Die Verfahrensvorschriften im Familienrecht ermöglichen ein faires Verfahren. Sie regeln und kontrollieren das Vorgehen des Sachverständigen und die Rechte der Beteiligten. Diese beinhalten z.B. eine enge Begrenzung der sachverständigen Ermittlungen durch den Beweisbeschluss, die Freiwilligkeit an der Teilnahme der Begutachtung, die Mitsprache der Parteien bei der Auswahl der Sachverständigen, das Recht, ein vorliegendes Gutachten zu kritisieren und auf Mängel hinzuweisen, sowie die Möglichkeit des Sachverständigen nachzubessern. Dies alles sind notwendige Verfahrensvorschriften und machen einen Rechtsstaat aus. Sie helfen, die Tätigkeit des Sachverständigen kontrollieren zu können. Sie können aber bis hin zur Grenze des Missbrauchs ausgedehnt werden, worauf im Folgenden eingegangen werden soll.

Die Angriffe gegen Sachverständige richten sich gegen diesen persönlich und gegen den Berufsstand im Allgemeinen. Sie können bereits während der Begutachtung auftreten, oftmals erst nach Vorliegen der Einschätzungen des Sachverständigen.

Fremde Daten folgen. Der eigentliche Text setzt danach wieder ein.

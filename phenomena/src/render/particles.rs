use bytemuck::{Pod, Zeroable};
use glam::{Vec3, Vec4};
use phenomena_core::{Billboard, Particle, ParticleSystem};

use crate::camera::FlyCamera;

/// One camera-facing particle quad.
///
/// `right` and `up` are half-extents in world space, already rolled about
/// the view axis, so a vertex shader only needs `center ± right ± up`.
#[repr(C)]
#[derive(Clone, Copy, Debug, PartialEq, Pod, Zeroable)]
pub struct BillboardInstance {
    pub center: [f32; 3],
    pub alpha: f32,
    pub right: [f32; 3],
    pub _padding0: f32,
    pub up: [f32; 3],
    pub _padding1: f32,
    pub color: [f32; 4],
}

impl BillboardInstance {
    pub fn new(particle: &Particle, billboard: &Billboard, right: Vec3, up: Vec3) -> Self {
        let (sin, cos) = billboard.roll.sin_cos();
        let rolled_right = right * cos + up * sin;
        let rolled_up = up * cos - right * sin;
        Self {
            center: particle.position.to_array(),
            alpha: billboard.alpha,
            right: (rolled_right * billboard.width * 0.5).to_array(),
            _padding0: 0.0,
            up: (rolled_up * billboard.height * 0.5).to_array(),
            _padding1: 0.0,
            color: particle.color.extend(billboard.alpha).to_array(),
        }
    }

    /// Bottom-left, bottom-right, top-right, top-left.
    pub fn corners(&self) -> [Vec3; 4] {
        let center = Vec3::from_array(self.center);
        let right = Vec3::from_array(self.right);
        let up = Vec3::from_array(self.up);
        [
            center - right - up,
            center + right - up,
            center + right + up,
            center - right + up,
        ]
    }

    pub fn color(&self) -> Vec4 {
        Vec4::from_array(self.color)
    }
}

/// Turns a particle system into billboard instances for the current camera.
#[derive(Debug, Default)]
pub struct ParticleRenderer {
    instances: Vec<BillboardInstance>,
}

impl ParticleRenderer {
    pub fn new() -> Self {
        Self::default()
    }

    /// Rebuilds the instance buffer. The previous allocation is reused.
    pub fn prepare(&mut self, system: &ParticleSystem, camera: &FlyCamera) -> &[BillboardInstance] {
        let right = camera.right();
        let up = camera.up();
        self.instances.clear();
        self.instances.extend(
            system
                .billboards()
                .map(|(particle, billboard)| BillboardInstance::new(particle, &billboard, right, up)),
        );
        log::trace!(
            "Prepared {} {} billboards ({} bytes)",
            self.instances.len(),
            system.name(),
            std::mem::size_of_val(self.instances.as_slice())
        );
        &self.instances
    }
}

Weitergeführt werden können diese außerhalb des familienrechtlichen Verfahrens, in dem der Sachverständige beauftragt war.

1. Nach Beginn der Begutachtung

Vielfältige Ansatzpunkte, welche genutzt werden, um die Arbeit des Sachverständigen anzugreifen, ergeben sich nach Beginn der Begutachtung, von denen im Folgenden einige exemplarisch aufgeführt werden.

a) Fragenkatalog

Immer häufiger wird der Sachverständige nach der Beauftragung von den betroffenen Eltern aufgefordert sich persönlich für die gerichtliche Beauftragung zu rechtfertigen. Dies hat nichts mehr mit sinnvollen Nachfragen zu den vorliegenden Qualifikationen des Sachverständigen zu tun. Es werden dem Sachverständigen vorab umfangreiche Fragenkataloge – die sich auch im Internet finden lassen – zugesandt, mit der Aufforderung die Fragen, die bis in persönlichste Bereiche hineinreichen, zu beantworten, ehe sich die Partei bereiterklären will, einen Termin mit dem Sachverständigen zu vereinbaren.

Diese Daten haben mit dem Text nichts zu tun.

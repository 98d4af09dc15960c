use bytemuck::{Pod, Zeroable};
use glam::{Mat4, Vec3};

#[repr(C)]
#[derive(Clone, Copy, Debug, PartialEq, Pod, Zeroable)]
pub struct CameraUniforms {
    pub view_matrix: Mat4,
    pub model_view_projection_matrix: Mat4,
    pub center: Vec3,
    pub dummy0: f32,
    pub view_vector: Vec3,
    pub dummy1: f32,
    pub position: Vec3,
    pub dummy2: f32,
    pub up: Vec3,
    pub dummy3: f32,
}

#[cfg(test)]
mod tests {
    use super::*;

    #[test]
    fn layout_is_tightly_packed() {
        assert_eq!(std::mem::size_of::<CameraUniforms>(), 192);
        let uniforms = CameraUniforms::zeroed();
        assert_eq!(bytemuck::bytes_of(&uniforms).len(), 192);
    }
}
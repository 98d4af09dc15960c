//! Particle emitters and pools for natural phenomena such as rain, fire
//! and smoke.
//!
//! The crate is free of any windowing or graphics API. A renderer asks a
//! [`ParticleSystem`] for its [`Billboard`]s and turns them into whatever
//! instance data its pipeline expects.

pub mod billboard;
pub mod emitter;
pub mod emitters;
pub mod error;
pub mod particle;
pub mod system;

pub use billboard::Billboard;
pub use emitter::{Emitter, EmitterConfig, EmitterKind, SimRng};
pub use emitters::*;
pub use error::Error;
pub use particle::Particle;
pub use system::ParticleSystem;

pub use glam;
pub use rand;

Werden die Fragen vor Beginn der Begutachtung beantwortet, so werden dadurch neue Fragen generiert.

Auch wenn der Sachverständige sich über das Gericht die Genehmigung einholt, die Fragen zu beantworten, bedeutet dies einen immensen Aufwand. Wird vom Richter kaum eine Anleitung gegeben, welche Fragen der Sachverständige, auch wenn sie sehr persönlich sind (z.B. ob er geschieden ist, ob er Kinder hat, welches Alter seine Kinder haben), er tatsächlich beantworten sollte, bleibt offen, ob die Fragen gutachtenrelevant sind. Auf die Anleitungspflicht des Richters kann sich der Sachverständige meist nicht verlassen. Er müsste sich zudem absichern, ob dieser besondere Aufwand vergütet wird, oder ob der Kostenbeamte diese zeitintensive Beantwortung als Vorbereitungstätigkeit für die Begutachtung einstuft, somit nicht Teil der Begutachtung ist und damit gemäß JVEG nicht vergütet wird.

b) Beleidigungen des Sachverständigen bei der Begutachtung

Nicht selten wird der Sachverständige bereits bei der telefonischen Kontaktaufnahme beschimpft oder aufgrund seiner im Internet kritisierten Fachkompetenz herabgewürdigt. Es wird bereits angekündigt, sollte das Gutachten nicht zu einem entsprechenden Ergebnis kommen, dass bereits Gegengutachter engagiert seien.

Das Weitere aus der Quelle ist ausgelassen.